What this task involves: Reduce the material below to its lines containing "INSERT".

Top of Extracted data

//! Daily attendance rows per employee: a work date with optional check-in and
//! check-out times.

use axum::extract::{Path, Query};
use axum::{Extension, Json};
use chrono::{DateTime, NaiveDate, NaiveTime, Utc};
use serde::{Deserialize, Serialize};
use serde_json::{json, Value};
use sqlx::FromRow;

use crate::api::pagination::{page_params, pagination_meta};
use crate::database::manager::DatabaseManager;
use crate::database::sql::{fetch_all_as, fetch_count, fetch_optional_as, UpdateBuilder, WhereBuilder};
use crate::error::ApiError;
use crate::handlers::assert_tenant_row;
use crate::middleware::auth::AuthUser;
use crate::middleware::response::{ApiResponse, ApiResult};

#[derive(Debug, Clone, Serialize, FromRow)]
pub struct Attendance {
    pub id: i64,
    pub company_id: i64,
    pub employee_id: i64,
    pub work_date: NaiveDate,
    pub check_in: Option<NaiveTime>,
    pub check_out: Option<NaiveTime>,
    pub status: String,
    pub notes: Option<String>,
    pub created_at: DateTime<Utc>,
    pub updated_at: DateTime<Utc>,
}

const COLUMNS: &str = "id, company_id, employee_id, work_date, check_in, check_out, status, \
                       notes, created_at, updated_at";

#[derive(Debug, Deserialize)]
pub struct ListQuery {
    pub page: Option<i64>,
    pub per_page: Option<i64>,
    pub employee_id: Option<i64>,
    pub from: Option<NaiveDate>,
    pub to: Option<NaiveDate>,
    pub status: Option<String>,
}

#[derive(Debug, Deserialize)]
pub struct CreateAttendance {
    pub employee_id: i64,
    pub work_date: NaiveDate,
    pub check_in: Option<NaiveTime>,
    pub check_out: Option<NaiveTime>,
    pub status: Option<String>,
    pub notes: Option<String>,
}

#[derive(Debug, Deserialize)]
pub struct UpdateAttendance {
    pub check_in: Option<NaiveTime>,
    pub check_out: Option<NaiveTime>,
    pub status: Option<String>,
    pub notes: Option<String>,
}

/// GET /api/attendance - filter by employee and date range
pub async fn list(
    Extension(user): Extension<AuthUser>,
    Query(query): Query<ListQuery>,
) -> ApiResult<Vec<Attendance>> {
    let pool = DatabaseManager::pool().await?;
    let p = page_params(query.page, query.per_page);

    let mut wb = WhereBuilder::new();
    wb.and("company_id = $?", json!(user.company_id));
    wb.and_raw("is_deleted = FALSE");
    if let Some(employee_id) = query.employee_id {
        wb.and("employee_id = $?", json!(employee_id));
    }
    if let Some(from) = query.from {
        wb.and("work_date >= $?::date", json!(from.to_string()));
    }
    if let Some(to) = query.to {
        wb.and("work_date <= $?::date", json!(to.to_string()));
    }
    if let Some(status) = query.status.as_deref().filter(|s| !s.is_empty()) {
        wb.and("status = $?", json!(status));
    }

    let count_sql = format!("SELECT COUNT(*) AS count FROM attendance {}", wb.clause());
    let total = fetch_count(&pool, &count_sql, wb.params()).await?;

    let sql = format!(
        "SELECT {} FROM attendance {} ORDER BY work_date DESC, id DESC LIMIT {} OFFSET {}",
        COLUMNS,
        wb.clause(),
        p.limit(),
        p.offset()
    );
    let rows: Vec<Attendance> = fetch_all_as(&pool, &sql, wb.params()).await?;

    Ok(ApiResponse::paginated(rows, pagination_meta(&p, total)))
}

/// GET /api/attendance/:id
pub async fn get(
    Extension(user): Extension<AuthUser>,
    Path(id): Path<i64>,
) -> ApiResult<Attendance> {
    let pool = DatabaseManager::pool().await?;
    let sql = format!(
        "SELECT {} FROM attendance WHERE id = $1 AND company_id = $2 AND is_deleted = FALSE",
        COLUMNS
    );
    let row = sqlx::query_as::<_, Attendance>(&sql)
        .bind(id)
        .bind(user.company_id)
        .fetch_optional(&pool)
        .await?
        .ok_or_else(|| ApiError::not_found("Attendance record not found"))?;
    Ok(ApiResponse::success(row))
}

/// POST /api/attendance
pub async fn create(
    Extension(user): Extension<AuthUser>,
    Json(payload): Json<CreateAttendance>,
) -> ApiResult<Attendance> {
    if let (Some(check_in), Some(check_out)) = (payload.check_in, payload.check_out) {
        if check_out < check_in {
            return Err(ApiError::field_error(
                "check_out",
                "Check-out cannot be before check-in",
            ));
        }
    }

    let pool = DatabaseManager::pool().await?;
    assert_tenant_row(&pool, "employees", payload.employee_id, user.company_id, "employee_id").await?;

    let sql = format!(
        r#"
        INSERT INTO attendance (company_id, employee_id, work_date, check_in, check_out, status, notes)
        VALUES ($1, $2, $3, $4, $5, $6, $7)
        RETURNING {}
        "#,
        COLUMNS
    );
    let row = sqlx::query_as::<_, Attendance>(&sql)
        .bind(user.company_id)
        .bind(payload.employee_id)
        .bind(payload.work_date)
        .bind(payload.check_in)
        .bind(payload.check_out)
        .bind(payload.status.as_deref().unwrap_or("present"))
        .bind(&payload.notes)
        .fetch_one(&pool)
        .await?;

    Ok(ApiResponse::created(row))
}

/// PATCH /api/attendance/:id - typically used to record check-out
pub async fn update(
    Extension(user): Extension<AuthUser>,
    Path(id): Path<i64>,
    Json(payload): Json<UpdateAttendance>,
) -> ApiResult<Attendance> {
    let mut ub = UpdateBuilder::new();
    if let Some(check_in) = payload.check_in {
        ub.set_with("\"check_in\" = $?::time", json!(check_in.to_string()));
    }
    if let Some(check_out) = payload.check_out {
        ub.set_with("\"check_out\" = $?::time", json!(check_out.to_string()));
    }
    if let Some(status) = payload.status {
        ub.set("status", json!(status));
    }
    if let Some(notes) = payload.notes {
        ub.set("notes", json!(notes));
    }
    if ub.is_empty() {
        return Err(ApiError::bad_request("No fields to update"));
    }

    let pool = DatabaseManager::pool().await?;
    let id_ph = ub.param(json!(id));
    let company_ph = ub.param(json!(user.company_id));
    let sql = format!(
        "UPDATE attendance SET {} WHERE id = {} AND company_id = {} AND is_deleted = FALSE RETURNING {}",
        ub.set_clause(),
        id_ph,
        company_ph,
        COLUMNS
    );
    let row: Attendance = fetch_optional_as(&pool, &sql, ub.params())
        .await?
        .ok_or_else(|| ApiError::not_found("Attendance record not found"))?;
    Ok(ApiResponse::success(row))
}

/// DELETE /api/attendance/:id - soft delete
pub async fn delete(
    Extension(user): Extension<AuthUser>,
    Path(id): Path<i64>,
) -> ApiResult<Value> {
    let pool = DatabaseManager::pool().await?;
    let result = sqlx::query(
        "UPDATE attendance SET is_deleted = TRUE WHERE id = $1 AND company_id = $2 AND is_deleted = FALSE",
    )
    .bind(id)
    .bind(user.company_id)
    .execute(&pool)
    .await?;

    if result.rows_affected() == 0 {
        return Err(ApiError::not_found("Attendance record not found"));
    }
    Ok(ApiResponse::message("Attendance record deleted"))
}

Bottom of Extracted data
Top of Extracted data

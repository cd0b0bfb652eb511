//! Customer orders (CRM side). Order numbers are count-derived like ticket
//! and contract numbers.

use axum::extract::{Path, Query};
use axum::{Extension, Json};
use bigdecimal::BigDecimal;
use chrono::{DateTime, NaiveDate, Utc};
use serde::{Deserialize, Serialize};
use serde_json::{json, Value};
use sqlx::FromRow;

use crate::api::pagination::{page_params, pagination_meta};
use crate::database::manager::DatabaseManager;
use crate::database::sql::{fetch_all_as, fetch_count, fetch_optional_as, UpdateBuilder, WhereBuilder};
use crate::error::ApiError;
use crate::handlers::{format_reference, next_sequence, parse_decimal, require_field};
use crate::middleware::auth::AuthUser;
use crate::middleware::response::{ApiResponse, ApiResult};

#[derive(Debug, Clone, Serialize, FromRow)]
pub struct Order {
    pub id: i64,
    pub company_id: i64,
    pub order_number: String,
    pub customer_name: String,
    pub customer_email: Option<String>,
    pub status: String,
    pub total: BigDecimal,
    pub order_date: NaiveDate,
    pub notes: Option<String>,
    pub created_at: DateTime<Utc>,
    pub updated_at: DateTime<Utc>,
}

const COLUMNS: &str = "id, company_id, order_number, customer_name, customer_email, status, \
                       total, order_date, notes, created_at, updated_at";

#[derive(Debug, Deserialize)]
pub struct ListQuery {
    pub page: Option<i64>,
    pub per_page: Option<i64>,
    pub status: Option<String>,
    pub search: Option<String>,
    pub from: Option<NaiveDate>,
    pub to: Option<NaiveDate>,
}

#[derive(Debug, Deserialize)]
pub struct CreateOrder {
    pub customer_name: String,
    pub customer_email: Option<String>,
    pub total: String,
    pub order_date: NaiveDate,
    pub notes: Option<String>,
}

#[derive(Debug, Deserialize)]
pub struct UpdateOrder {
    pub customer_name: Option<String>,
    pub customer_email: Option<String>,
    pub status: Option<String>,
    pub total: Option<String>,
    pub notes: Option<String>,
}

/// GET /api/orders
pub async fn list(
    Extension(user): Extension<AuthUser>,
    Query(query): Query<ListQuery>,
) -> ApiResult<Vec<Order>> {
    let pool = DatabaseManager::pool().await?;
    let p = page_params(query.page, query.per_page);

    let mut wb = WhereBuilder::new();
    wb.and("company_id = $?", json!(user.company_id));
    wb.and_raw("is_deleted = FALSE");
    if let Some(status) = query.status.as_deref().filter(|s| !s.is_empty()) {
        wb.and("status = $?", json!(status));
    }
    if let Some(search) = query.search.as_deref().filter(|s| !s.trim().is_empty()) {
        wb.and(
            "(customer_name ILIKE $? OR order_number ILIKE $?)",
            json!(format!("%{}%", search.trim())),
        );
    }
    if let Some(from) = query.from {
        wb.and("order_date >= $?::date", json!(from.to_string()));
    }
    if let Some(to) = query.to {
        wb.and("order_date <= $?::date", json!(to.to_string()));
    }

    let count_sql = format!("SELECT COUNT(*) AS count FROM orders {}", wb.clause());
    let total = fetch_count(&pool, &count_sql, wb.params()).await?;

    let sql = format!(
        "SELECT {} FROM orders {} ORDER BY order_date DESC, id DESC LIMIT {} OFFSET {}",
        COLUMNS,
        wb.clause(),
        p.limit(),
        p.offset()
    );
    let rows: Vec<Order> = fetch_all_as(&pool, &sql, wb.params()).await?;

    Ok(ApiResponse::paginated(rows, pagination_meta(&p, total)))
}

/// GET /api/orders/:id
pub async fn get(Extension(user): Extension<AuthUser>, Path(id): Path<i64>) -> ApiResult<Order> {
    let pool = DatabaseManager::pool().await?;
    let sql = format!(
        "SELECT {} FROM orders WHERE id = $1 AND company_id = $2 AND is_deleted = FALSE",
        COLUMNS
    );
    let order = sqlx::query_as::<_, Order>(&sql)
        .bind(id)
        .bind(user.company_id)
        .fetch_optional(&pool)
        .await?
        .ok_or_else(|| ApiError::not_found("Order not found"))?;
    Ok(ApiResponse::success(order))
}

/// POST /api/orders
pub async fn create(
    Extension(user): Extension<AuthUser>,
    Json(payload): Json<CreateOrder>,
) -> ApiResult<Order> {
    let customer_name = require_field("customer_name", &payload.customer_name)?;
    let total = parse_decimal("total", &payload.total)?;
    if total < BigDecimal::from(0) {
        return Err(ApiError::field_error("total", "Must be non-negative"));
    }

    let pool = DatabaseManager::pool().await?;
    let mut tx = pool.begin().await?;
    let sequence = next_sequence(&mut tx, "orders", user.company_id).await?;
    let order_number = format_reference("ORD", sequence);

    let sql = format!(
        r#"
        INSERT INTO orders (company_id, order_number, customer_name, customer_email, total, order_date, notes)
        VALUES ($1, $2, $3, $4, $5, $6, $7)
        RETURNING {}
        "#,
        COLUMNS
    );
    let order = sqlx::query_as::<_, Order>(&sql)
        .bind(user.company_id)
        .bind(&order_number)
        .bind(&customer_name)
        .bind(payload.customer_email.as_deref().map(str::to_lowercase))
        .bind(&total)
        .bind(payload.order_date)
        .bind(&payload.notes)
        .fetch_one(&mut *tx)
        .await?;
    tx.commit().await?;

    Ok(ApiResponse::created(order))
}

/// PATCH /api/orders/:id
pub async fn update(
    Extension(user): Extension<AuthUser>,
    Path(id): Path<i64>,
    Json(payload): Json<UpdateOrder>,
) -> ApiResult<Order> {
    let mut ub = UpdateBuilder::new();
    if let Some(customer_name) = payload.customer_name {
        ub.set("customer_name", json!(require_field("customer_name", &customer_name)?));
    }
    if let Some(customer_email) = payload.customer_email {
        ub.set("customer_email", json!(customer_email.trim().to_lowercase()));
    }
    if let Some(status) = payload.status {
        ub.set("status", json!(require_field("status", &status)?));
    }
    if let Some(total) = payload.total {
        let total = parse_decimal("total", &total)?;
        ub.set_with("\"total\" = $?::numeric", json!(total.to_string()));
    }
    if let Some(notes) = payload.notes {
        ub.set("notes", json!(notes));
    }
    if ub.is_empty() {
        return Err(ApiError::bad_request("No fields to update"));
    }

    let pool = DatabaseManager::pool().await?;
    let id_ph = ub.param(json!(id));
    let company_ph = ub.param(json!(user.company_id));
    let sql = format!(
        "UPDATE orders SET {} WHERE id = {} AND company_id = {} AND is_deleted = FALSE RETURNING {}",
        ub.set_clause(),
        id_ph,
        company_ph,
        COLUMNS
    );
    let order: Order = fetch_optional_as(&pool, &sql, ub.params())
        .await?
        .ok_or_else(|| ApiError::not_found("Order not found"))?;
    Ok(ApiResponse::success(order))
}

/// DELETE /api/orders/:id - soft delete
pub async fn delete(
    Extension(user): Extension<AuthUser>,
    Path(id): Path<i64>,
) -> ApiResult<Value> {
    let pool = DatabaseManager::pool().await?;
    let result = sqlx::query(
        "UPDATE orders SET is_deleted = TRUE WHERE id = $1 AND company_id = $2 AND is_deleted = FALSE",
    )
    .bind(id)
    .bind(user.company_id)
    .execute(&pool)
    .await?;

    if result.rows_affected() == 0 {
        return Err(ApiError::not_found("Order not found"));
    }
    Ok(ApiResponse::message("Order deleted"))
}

Bottom of Extracted data

Expected answer:
        INSERT INTO attendance (company_id, employee_id, work_date, check_in, check_out, status, notes)
        INSERT INTO orders (company_id, order_number, customer_name, customer_email, total, order_date, notes)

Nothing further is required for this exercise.